One underlying assumption in this work was that acceleration activity is a proxy for activities like locomotor-driven FAA and feeding activity, not just for gilthead seabream (Palstra et al., 2021), but also for E. seabass. Additional factors like photoperiod, feeding times, and feeding mode play a major role in fish activity, which have been analysed separately or in combination in other studies (Sánchez-Vázquez et al., 1995; Azzaydi et al., 1998; Sarà et al., 2010; Lanteri et al., 2016). Together with the fact that foraging behaviour and thereby being close to the surface is linked to twilight times (Boujard et al., 1996; Paspatis et al., 1999), all morning and evening FAB are likely to be partially due to evolutionary reasons that cannot be separated.

Further digitization is an important keystone to move toward data-driven decision processes, and with regard to feeding, the decision on time, the period, and the volume is the core of fish feeding.
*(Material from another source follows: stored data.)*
use crate::dataset::Recipe;
use crate::search::{Facet, SearchEngine};
use crate::{Error, Result};
use std::io::{BufRead, Write};
use tracing::warn;

/// Tags given on the command line, per facet
#[derive(Debug, Default)]
pub struct TagArgs {
    pub ingredients: Vec<String>,
    pub appliances: Vec<String>,
    pub utensils: Vec<String>,
}

/// Apply a query and tags, then print results and facet lists
pub fn search(
    engine: &mut SearchEngine,
    query: Option<&str>,
    tags: &TagArgs,
    out: &mut impl Write,
) -> Result<()> {
    if let Some(query) = query {
        engine.set_main_query(query)?;
    }

    let groups = [
        (Facet::Ingredient, &tags.ingredients),
        (Facet::Appliance, &tags.appliances),
        (Facet::Utensil, &tags.utensils),
    ];
    for (facet, values) in groups {
        for value in values {
            engine.add_tag(facet, value)?;
        }
    }

    print_results(engine, out)?;
    print_facets(engine, out)?;
    Ok(())
}

/// Print the values of one facet over the current results
pub fn facets(
    engine: &SearchEngine,
    facet: Facet,
    filter: Option<&str>,
    out: &mut impl Write,
) -> Result<()> {
    let options = engine.facet_options().filtered(facet, filter.unwrap_or(""));
    if options.is_empty() {
        writeln!(out, "No {facet} values found")?;
        return Ok(());
    }

    for option in options {
        writeln!(out, "{option}")?;
    }
    Ok(())
}

/// A line typed in the interactive shell
#[derive(Debug, Clone, PartialEq, Eq)]
pub enum ShellCommand {
    Query(String),
    Clear,
    Add(Facet, String),
    Remove(Facet, String),
    Show,
    Help,
    Quit,
}

pub fn parse_shell_command(line: &str) -> Result<ShellCommand> {
    let line = line.trim();
    let (verb, rest) = line.split_once(char::is_whitespace).unwrap_or((line, ""));
    let rest = rest.trim();

    let tag = |rest: &str| -> Result<(Facet, String)> {
        let (facet, value) = rest.split_once(char::is_whitespace).ok_or_else(|| {
            Error::Validation("Expected a facet and a value, e.g. `add ingredient coco`".to_string())
        })?;
        Ok((facet.parse()?, value.trim().to_string()))
    };

    match verb.to_lowercase().as_str() {
        "query" | "q" => Ok(ShellCommand::Query(rest.to_string())),
        "clear" => Ok(ShellCommand::Clear),
        "add" => tag(rest).map(|(facet, value)| ShellCommand::Add(facet, value)),
        "remove" | "rm" => tag(rest).map(|(facet, value)| ShellCommand::Remove(facet, value)),
        "show" | "" => Ok(ShellCommand::Show),
        "help" | "?" => Ok(ShellCommand::Help),
        "quit" | "exit" => Ok(ShellCommand::Quit),
        other => Err(Error::Validation(format!(
            "Unknown command: {other}. Type `help` for the list"
        ))),
    }
}

/// Read commands line by line until `quit` or end of input.
/// Validation errors are reported and the session continues.
pub fn shell(engine: &mut SearchEngine, input: impl BufRead, out: &mut impl Write) -> Result<()> {
    writeln!(
        out,
        "{} recipes loaded. Type `help` for commands.",
        engine.dataset().len()
    )?;

    for line in input.lines() {
        let line = line?;
        let outcome = parse_shell_command(&line).and_then(|command| match command {
            ShellCommand::Quit => Ok(false),
            command => run_shell_command(engine, command, out).map(|()| true),
        });

        match outcome {
            Ok(true) => {}
            Ok(false) => break,
            Err(e) if e.is_recoverable() => {
                writeln!(out, "✗ {e}")?;
            }
            Err(e) => return Err(e),
        }
    }

    Ok(())
}

fn run_shell_command(
    engine: &mut SearchEngine,
    command: ShellCommand,
    out: &mut impl Write,
) -> Result<()> {
    match command {
        ShellCommand::Query(query) => {
            engine.set_main_query(&query)?;
            print_results(engine, out)?;
        }
        ShellCommand::Clear => {
            engine.set_main_query("")?;
            print_results(engine, out)?;
        }
        ShellCommand::Add(facet, value) => {
            if !engine.add_tag(facet, &value)? {
                writeln!(out, "{facet}:{value} is already active")?;
            }
            print_results(engine, out)?;
        }
        ShellCommand::Remove(facet, value) => {
            if !engine.remove_tag(facet, &value) {
                warn!("Tried to remove inactive tag {}:{}", facet, value);
                writeln!(out, "{facet}:{value} was not active")?;
            }
            print_results(engine, out)?;
        }
        ShellCommand::Show => {
            print_results(engine, out)?;
            print_facets(engine, out)?;
        }
        ShellCommand::Help => print_help(out)?,
        ShellCommand::Quit => {}
    }
    Ok(())
}

// Helper functions

fn print_results(engine: &SearchEngine, out: &mut impl Write) -> Result<()> {
    let tags: Vec<String> = engine.active_tags().iter().map(|t| t.to_string()).collect();
    if let Some(query) = engine.main_query() {
        writeln!(out, "Query: {query}")?;
    }
    if !tags.is_empty() {
        writeln!(out, "Tags: {}", tags.join(", "))?;
    }

    let results = engine.final_results();
    if results.is_empty() {
        writeln!(out, "No recipes found")?;
        return Ok(());
    }

    writeln!(out, "\nFound {} recipes:\n", results.len())?;
    writeln!(out, "{:<5} {:<50} {:>6}", "ID", "Name", "Time")?;
    writeln!(out, "{}", "-".repeat(63))?;
    for recipe in results {
        print_recipe_row(recipe, out)?;
    }
    writeln!(out)?;
    Ok(())
}

fn print_recipe_row(recipe: &Recipe, out: &mut impl Write) -> Result<()> {
    writeln!(
        out,
        "{:<5} {:<50} {:>3} min",
        recipe.id,
        truncate(&recipe.name, 48),
        recipe.time
    )?;
    Ok(())
}

fn print_facets(engine: &SearchEngine, out: &mut impl Write) -> Result<()> {
    let options = engine.facet_options();
    for facet in Facet::ALL {
        let values = options.get(facet);
        if values.is_empty() {
            writeln!(out, "{facet}s: -")?;
        } else {
            writeln!(out, "{facet}s: {}", values.join(", "))?;
        }
    }
    Ok(())
}

fn print_help(out: &mut impl Write) -> Result<()> {
    writeln!(out, "Commands:")?;
    writeln!(out, "  query <text>            search names, descriptions and ingredients")?;
    writeln!(out, "  clear                   drop the text query")?;
    writeln!(out, "  add <facet> <value>     require an ingredient, appliance or utensil")?;
    writeln!(out, "  remove <facet> <value>  drop a tag")?;
    writeln!(out, "  show                    list results and facet values")?;
    writeln!(out, "  quit")?;
    Ok(())
}

fn truncate(s: &str, max_len: usize) -> String {
    if s.chars().count() <= max_len {
        s.to_string()
    } else {
        let head: String = s.chars().take(max_len - 3).collect();
        format!("{head}...")
    }
}

#[cfg(test)]
mod tests {
    use super::*;
    use crate::dataset::{Dataset, Ingredient};
    use std::sync::Arc;

    fn engine() -> SearchEngine {
        let recipe = |id: u64, name: &str, ingredient: &str, appliance: &str| Recipe {
            id,
            name: name.to_string(),
            servings: Some(4),
            ingredients: vec![Ingredient {
                name: ingredient.to_string(),
                quantity: None,
                unit: None,
            }],
            time: 20,
            description: String::new(),
            appliance: appliance.to_string(),
            utensils: vec!["couteau".to_string()],
        };
        let dataset = Dataset::new(vec![
            recipe(1, "Tarte aux pommes", "pomme", "four"),
            recipe(2, "Poisson grillé", "poisson", "grill"),
        ])
        .unwrap();
        SearchEngine::new(Arc::new(dataset))
    }

    #[test]
    fn test_parse_shell_command() {
        assert_eq!(
            parse_shell_command("query tarte aux").unwrap(),
            ShellCommand::Query("tarte aux".to_string())
        );
        assert_eq!(
            parse_shell_command("add ustensil moule à tarte").unwrap(),
            ShellCommand::Add(Facet::Utensil, "moule à tarte".to_string())
        );
        assert_eq!(
            parse_shell_command("  rm appliance four ").unwrap(),
            ShellCommand::Remove(Facet::Appliance, "four".to_string())
        );
        assert_eq!(parse_shell_command("").unwrap(), ShellCommand::Show);
        assert!(parse_shell_command("add ingredient").is_err());
        assert!(parse_shell_command("add spice sel").is_err());
        assert!(parse_shell_command("bake").is_err());
    }

    #[test]
    fn test_search_command_output() {
        let mut engine = engine();
        let mut out = Vec::new();
        let tags = TagArgs {
            appliances: vec!["four".to_string()],
            ..TagArgs::default()
        };

        search(&mut engine, None, &tags, &mut out).unwrap();
        let out = String::from_utf8(out).unwrap();
        assert!(out.contains("Found 1 recipes"));
        assert!(out.contains("Tarte aux pommes"));
        assert!(!out.contains("Poisson grillé"));
        assert!(out.contains("ingredients: pomme"));
    }

    #[test]
    fn test_search_command_rejects_short_query() {
        let mut engine = engine();
        let mut out = Vec::new();
        let result = search(&mut engine, Some("po"), &TagArgs::default(), &mut out);
        assert!(matches!(result, Err(Error::Validation(_))));
    }

    #[test]
    fn test_facets_command_filters() {
        let engine = engine();
        let mut out = Vec::new();
        facets(&engine, Facet::Ingredient, Some("POIS"), &mut out).unwrap();
        assert_eq!(String::from_utf8(out).unwrap(), "poisson\n");
    }

    #[test]
    fn test_shell_keeps_going_after_validation_error() {
        let mut engine = engine();
        let input = "query po\nquery tarte\nadd ingredient pomme\nremove utensil fouet\nquit\nquery poisson\n";
        let mut out = Vec::new();

        shell(&mut engine, input.as_bytes(), &mut out).unwrap();
        let out = String::from_utf8(out).unwrap();

        assert!(out.contains("✗ Validation error"));
        assert!(out.contains("utensil:fouet was not active"));
        // Nothing after quit is run
        assert_eq!(engine.main_query(), Some("tarte"));
        assert_eq!(engine.active_tags().ingredient, vec!["pomme"]);
    }
}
Collectively, our results show that food anticipation in E. seabass (and also other fish species through literature) has more facets than classical locomotor-driven FAA, and future anticipatory behaviour classification in fish may consider the use of a more detailed framework. More in-depth research is needed to uncover the specific temporal relationships between FAP and FAA as well as FAP and TPL. Furthermore, methods of reliably tracking daily FAP have to be developed. Acquiring accurate FAB knowledge by combining FAA with FAP may have the potential to support fish farmers in shifting feeding regimes with higher precision, which can improve both the economic value of the fish and the welfare aspects.